Is Content Writing Dead?

Is Content Writing Dead?

Relax it is not.

But we are dangerously close to what might be a new lapse in the level of content we are expected to deliver.

Not level. Length. Not length. But words. Too few words. Some words. No words… ahh! Perfection!

A very dear friend of mine is an excellent User Experience Designer. Another very dear friend of mine is an excellent Content Writer. Let’s play a game where we guess, for a given successful collateral and banner, who is praised more? Now replace the collateral with a doc, a presentation, a PDF, a video… anything… the answers just stay the same today. The UX guy just walks proudly patted from a presentation which was praised for its design (Even if the presentation happened to be about Content Writing. True Story.)

Some of us revel in the visceral undertones of content, when they are crafted so, and the train of thoughts it generates. It starts off like inertia on a brief mesh of thoughts, goes to a brisk progression of sorts that quickly give away to jolts, jerks and finishes heroically on crackers and thunderbolts. And while this magic is all ready to happen, imagine that one intelligent comment, ‘why have you not used Helvetica?’

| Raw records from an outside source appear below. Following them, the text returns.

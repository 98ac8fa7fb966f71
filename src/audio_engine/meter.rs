//! RMS/peak level metering over a session's tap.

use crate::audio_engine::constants::{DB_CEIL, DB_FLOOR, METER_WINDOW};
use crate::audio_engine::engine::{SignalTap, TapHandle};

/// Displayable loudness of one window, both values within `[-60, 0]` dB.
#[derive(Debug, Clone, Copy, PartialEq)]
pub struct LevelSample {
    pub rms_db: f32,
    pub peak_db: f32,
}

impl LevelSample {
    pub const SILENCE: LevelSample = LevelSample {
        rms_db: DB_FLOOR,
        peak_db: DB_FLOOR,
    };

    /// Computes the levels of a time-domain window.
    ///
    /// Returns `None` for an empty window or one containing non-finite samples.
    pub fn from_window(window: &[f32]) -> Option<Self> {
        if window.is_empty() || window.iter().any(|s| !s.is_finite()) {
            return None;
        }

        let mut sum_sq = 0.0_f64;
        let mut peak = 0.0_f32;
        for &sample in window {
            sum_sq += f64::from(sample) * f64::from(sample);
            peak = peak.max(sample.abs());
        }

        let rms = (sum_sq / window.len() as f64).sqrt() as f32;

        Some(Self {
            rms_db: clamp_db(amplitude_to_db(rms)),
            peak_db: clamp_db(amplitude_to_db(peak)),
        })
    }
}

impl Default for LevelSample {
    fn default() -> Self {
        Self::SILENCE
    }
}

/// `20 * log10(x)` for positive amplitudes, negative infinity otherwise.
pub fn amplitude_to_db(amplitude: f32) -> f32 {
    if amplitude > 0.0 {
        20.0 * amplitude.log10()
    } else {
        f32::NEG_INFINITY
    }
}

/// Clamps a decibel value into the displayable range. NaN maps to the floor.
pub fn clamp_db(db: f32) -> f32 {
    if db.is_nan() {
        return DB_FLOOR;
    }
    db.clamp(DB_FLOOR, DB_CEIL)
}

/// Per-session meter. Keeps the last good reading so a failed tap read never
/// reaches observers as a gap or a NaN.
pub struct LevelMeter {
    window: Box<[f32; METER_WINDOW]>,
    last: LevelSample,
}

impl Default for LevelMeter {
    fn default() -> Self {
        Self::new()
    }
}

impl LevelMeter {
    pub fn new() -> Self {
        Self {
            window: Box::new([0.0; METER_WINDOW]),
            last: LevelSample::SILENCE,
        }
    }

    /// Takes a reading.
    ///
    /// When `playing` is false the silence floor is reported and the tap is not
    /// read. When the tap is missing or the read fails, the previous reading is
    /// returned unchanged.
    pub fn sample<T: SignalTap + ?Sized>(
        &mut self,
        engine: &mut T,
        tap: Option<TapHandle>,
        playing: bool,
    ) -> LevelSample {
        if !playing {
            self.last = LevelSample::SILENCE;
            return self.last;
        }

        let Some(tap) = tap else {
            return self.last;
        };

        if engine.read_time_domain(tap, &mut self.window).is_err() {
            return self.last;
        }

        if let Some(sample) = LevelSample::from_window(&self.window[..]) {
            self.last = sample;
        }
        self.last
    }

    pub fn last(&self) -> LevelSample {
        self.last
    }

    pub fn reset(&mut self) {
        self.last = LevelSample::SILENCE;
    }
}

#[cfg(test)]
mod tests {
    use super::*;
    use crate::audio_engine::testing::FakeEngine;

    #[test]
    fn test_silent_window_reports_floor() {
        let sample = LevelSample::from_window(&[0.0; METER_WINDOW]).unwrap();
        assert_eq!(sample, LevelSample::SILENCE);
    }

    #[test]
    fn test_full_scale_square_wave() {
        let window: Vec<f32> = (0..METER_WINDOW)
            .map(|i| if i % 2 == 0 { 1.0 } else { -1.0 })
            .collect();
        let sample = LevelSample::from_window(&window).unwrap();
        assert!(sample.rms_db.abs() < 1e-4);
        assert!(sample.peak_db.abs() < 1e-4);
    }

    #[test]
    fn test_half_scale_constant() {
        let sample = LevelSample::from_window(&[0.5; METER_WINDOW]).unwrap();
        let expected = 20.0 * 0.5_f32.log10();
        assert!((sample.rms_db - expected).abs() < 1e-3);
        assert!((sample.peak_db - expected).abs() < 1e-3);
    }

    #[test]
    fn test_over_full_scale_is_clamped() {
        let sample = LevelSample::from_window(&[4.0; METER_WINDOW]).unwrap();
        assert_eq!(sample.rms_db, 0.0);
        assert_eq!(sample.peak_db, 0.0);
    }

    #[test]
    fn test_peak_not_below_rms_for_varied_windows() {
        for seed in 1..50u32 {
            let window: Vec<f32> = (0..METER_WINDOW as u32)
                .map(|i| {
                    let phase = (i * seed) as f32 * 0.013;
                    phase.sin() * (seed as f32 / 60.0)
                })
                .collect();
            let sample = LevelSample::from_window(&window).unwrap();
            assert!((DB_FLOOR..=DB_CEIL).contains(&sample.rms_db));
            assert!((DB_FLOOR..=DB_CEIL).contains(&sample.peak_db));
            assert!(sample.peak_db >= sample.rms_db);
        }
    }

    #[test]
    fn test_non_finite_window_rejected() {
        let mut window = [0.1; METER_WINDOW];
        window[17] = f32::NAN;
        assert!(LevelSample::from_window(&window).is_none());
        assert!(LevelSample::from_window(&[]).is_none());
    }

    #[test]
    fn test_amplitude_to_db() {
        assert_eq!(amplitude_to_db(0.0), f32::NEG_INFINITY);
        assert_eq!(amplitude_to_db(-0.5), f32::NEG_INFINITY);
        assert!((amplitude_to_db(0.1) + 20.0).abs() < 1e-4);
        assert_eq!(clamp_db(f32::NEG_INFINITY), DB_FLOOR);
        assert_eq!(clamp_db(f32::INFINITY), DB_CEIL);
        assert_eq!(clamp_db(f32::NAN), DB_FLOOR);
    }

    #[test]
    fn test_meter_skips_tap_when_not_playing() {
        let mut engine = FakeEngine::new();
        let handle = engine.loaded(5.0);
        let tap = engine.attach(handle);
        engine.set_tap_window(handle, vec![0.5; METER_WINDOW]);

        let mut meter = LevelMeter::new();
        assert_eq!(meter.sample(&mut engine, tap, false), LevelSample::SILENCE);
        assert_eq!(engine.tap_reads, 0);
    }

    #[test]
    fn test_meter_retains_previous_on_failed_read() {
        let mut engine = FakeEngine::new();
        let handle = engine.loaded(5.0);
        let tap = engine.attach(handle);
        engine.set_tap_window(handle, vec![0.5; METER_WINDOW]);

        let mut meter = LevelMeter::new();
        let first = meter.sample(&mut engine, tap, true);
        assert!(first.rms_db > DB_FLOOR);

        engine.fail_tap(handle);
        assert_eq!(meter.sample(&mut engine, tap, true), first);

        let mut bad = vec![0.5; METER_WINDOW];
        bad[3] = f32::INFINITY;
        engine.set_tap_window(handle, bad);
        assert_eq!(meter.sample(&mut engine, tap, true), first);
        assert_eq!(engine.tap_reads, 3);
    }

    #[test]
    fn test_meter_without_tap_keeps_last() {
        let mut engine = FakeEngine::new();
        let mut meter = LevelMeter::new();
        assert_eq!(meter.sample(&mut engine, None, true), LevelSample::SILENCE);
        assert_eq!(engine.tap_reads, 0);
    }
}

Intelligent content writers know that this discipline is more than just right clicking away into the usually useless listless list of thesaurus options. It is weaving a story with words. No, not the story that is written. But the one that is unwritten. The one that really resonates with our sensibilities and values. But for this Treasure Island to visit, one needs to have the little amount of patience needed to read (read is spelt R,E,A,D, not L,O,O,K,A,T,B,A,D,G,R,A,P,H,I,C,S,A,N,D,G,R,O,A,N).

Then again, the times are changing. This is the age of user experience and design and well that’s great! In fact, to drop a little gun here, yours truly is contemplating venturing into some Interaction Design in some months. User Experience is a noble field where people’s pain is taken away and replaced with glee on using a product and service. That all is great.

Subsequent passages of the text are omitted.